(WHAT IS EXPECTED) Check each line of the material below for the string "next" and reply with how many have it, nothing more.

(DATA FOR PROCESSING)
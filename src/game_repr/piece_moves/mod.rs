pub mod pawn;
pub mod knight;
pub mod bishop;
pub mod rook;
pub mod queen;
pub mod king;

use super::moves::Targets;
use super::piece::{Color, Type};
use super::position::Position;
use super::square::Square;

impl Position {
    /// Pseudo-legal destinations for the piece on `square`: on the board and
    /// not onto a piece of the same color. King safety is never considered.
    /// An empty square yields nothing.
    pub fn legal_moves(&self, square: Square) -> Targets {
        let mut moves = Targets::new();
        self.legal_moves_into(square, &mut moves);
        moves
    }

    /// Same as [`Position::legal_moves`] but appends into a provided buffer.
    pub fn legal_moves_into(&self, square: Square, moves: &mut Targets) {
        let Some(piece) = self.piece_at(square) else {
            return;
        };
        match piece.piece_type {
            Type::Pawn => self.pawn_moves_into(square, piece.color, moves),
            Type::Knight => self.knight_moves_into(square, piece.color, moves),
            Type::Bishop => self.bishop_moves_into(square, piece.color, moves),
            Type::Rook => self.rook_moves_into(square, piece.color, moves),
            Type::Queen => self.queen_moves_into(square, piece.color, moves),
            Type::King => self.king_moves_into(square, piece.color, moves),
        }
    }

    /// Walk each direction outward from `from`. Empty squares are added and
    /// the walk continues; an enemy piece is added and ends the ray; an own
    /// piece ends the ray without being added.
    pub(crate) fn slide_into(
        &self,
        from: Square,
        color: Color,
        directions: &[(i8, i8)],
        moves: &mut Targets,
    ) {
        for &(dr, dc) in directions {
            let mut next = from.offset(dr, dc);
            while let Some(target) = next {
                match self.piece_at(target) {
                    None => moves.push(target),
                    Some(p) if p.color != color => {
                        moves.push(target);
                        break;
                    }
                    Some(_) => break,
                }
                next = target.offset(dr, dc);
            }
        }
    }

    /// Single jumps by each offset, kept when on the board and not onto an
    /// own piece.
    pub(crate) fn step_into(
        &self,
        from: Square,
        color: Color,
        offsets: &[(i8, i8)],
        moves: &mut Targets,
    ) {
        for &(dr, dc) in offsets {
            if let Some(target) = from.offset(dr, dc) {
                match self.piece_at(target) {
                    Some(p) if p.color == color => {}
                    _ => moves.push(target),
                }
            }
        }
    }
}
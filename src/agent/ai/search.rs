// Root Move Selection
//
// The root is searched differently from interior nodes: every root move is
// scored with a full window so that all moves sharing the best score are
// known, then one of them is picked at random.

use log::debug;
use rand::seq::SliceRandom;
use rand::Rng;

use crate::game_repr::{Color, Move, Position};
use super::minimax::{minimax, INFINITY};

/// Result of a search operation
#[derive(Debug, Clone, PartialEq, Eq)]
pub struct SearchResult {
    /// The chosen move, `None` if the side to move has no moves at all
    pub best_move: Option<Move>,
    /// Score of the best root moves, from White's point of view
    pub score: i32,
    /// Every root move that reached `score`, in enumeration order
    pub tied: Vec<Move>,
    pub depth: u8,
    pub nodes_searched: u64,
}

impl SearchResult {
    /// Create a new search result with no move found
    pub fn new(color: Color, depth: u8) -> Self {
        Self {
            best_move: None,
            score: match color {
                Color::White => -INFINITY,
                Color::Black => INFINITY,
            },
            tied: Vec::new(),
            depth,
            nodes_searched: 0,
        }
    }
}

/// Search `depth` plies for `color` and pick a move.
///
/// A depth of 0 is treated as 1: the root always looks one move ahead.
/// The tie-break draws from `rng`, so a seeded generator makes the choice
/// reproducible.
pub fn search<R: Rng + ?Sized>(pos: &Position, color: Color, depth: u8, rng: &mut R) -> SearchResult {
    let depth = depth.max(1);
    let mut result = SearchResult::new(color, depth);

    for mv in pos.all_moves(color) {
        let mut child = pos.clone();
        child.move_piece(mv.from, mv.to);
        let score = minimax(
            &child,
            depth - 1,
            -INFINITY,
            INFINITY,
            color.opposite(),
            &mut result.nodes_searched,
        );

        let improves = match color {
            Color::White => score > result.score,
            Color::Black => score < result.score,
        };
        if improves {
            result.score = score;
            result.tied.clear();
            result.tied.push(mv);
        } else if score == result.score {
            result.tied.push(mv);
        }
    }

    result.best_move = result.tied.choose(rng).copied();

    debug!(
        "search {} depth {}: {} nodes, score {}, {} tied, chose {}",
        color,
        depth,
        result.nodes_searched,
        result.score,
        result.tied.len(),
        result
            .best_move
            .map_or_else(|| "nothing".to_string(), |m| m.to_string())
    );

    result
}

/// Convenience wrapper returning only the chosen move.
pub fn best_move<R: Rng + ?Sized>(pos: &Position, color: Color, depth: u8, rng: &mut R) -> Option<Move> {
    search(pos, color, depth, rng).best_move
}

(WRITTEN RESPONSE) 3